Single atom late transition metal catalysts, supported on reducible metal oxides, can show activity and remarkable selectivity in hydrogenation reactions. Our previous work has demonstrated that the metal atoms (i.e., Ag) are largely responsible for hydrogen activation facilitating metal oxide (i.e., TiO_­2­) reduction, while hydrogenation elementary steps occur on the partially reduced oxide¹. Although significant literature exists on hydrogenation mechanisms on extended metal clusters, elementary reaction mechanisms and the role of metal-oxide sites in hydrogenation remain an open area of research. Theoretical and experimental studies have identified and characterized spillover hydrogen on the surface of these catalysts, namely hydrides in oxygen vacancy defect sites which may be involved in C-H bond formation^1,2. We report a hydride-facilitated mechanism that guides our understanding of how C-H bonds form on reducible metal oxide-based catalysts.
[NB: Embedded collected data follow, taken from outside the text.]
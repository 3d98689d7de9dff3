//! Review API
//!
//! Listing is public; writing needs a signed-in user, editing needs the author.

mod handler;

use axum::{
    Router,
    routing::{get, put},
};

use crate::core::ServerState;

pub fn router() -> Router<ServerState> {
    Router::new()
        .route(
            "/api/restaurants/{id}/reviews",
            get(handler::list).post(handler::create),
        )
        .route(
            "/api/reviews/{id}",
            put(handler::update).delete(handler::delete),
        )
}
We use density functional theory calculations to examine the co-adsorption of hydride species in oxygen vacancy sites, together with monoanionic ligands such as halides, alkyl, and phenyl-type groups. We demonstrate that C-H formation can proceed from this hydride co-adsorbed state, providing a kinetically feasible mechanism from a thermodynamically stable precursor. We introduce case studies of how hydride addition with negatively charged aromatic ligands such as benzoate to generalize how C-H bond formation may occur on TiO₂-supported single atom catalysts. Moreover, we investigate how the reduction of TiO₂ in the form of oxygen vacancies and Ce-atom doping can facilitate these hydride addition mechanisms. Finally, we propose generalized trends and rational design principles that link the electronic behavior of these metal oxide catalysts and their potential for favorable hydride-ligand bond formation to occur.

(1) Hu, J. et al., J. Phys. Chem. C 2022, 126 (17), 7482–7491.

(2) Liu, K. et al., Cell Rep. Phys. Sci. 2022, 3 (12), 101190.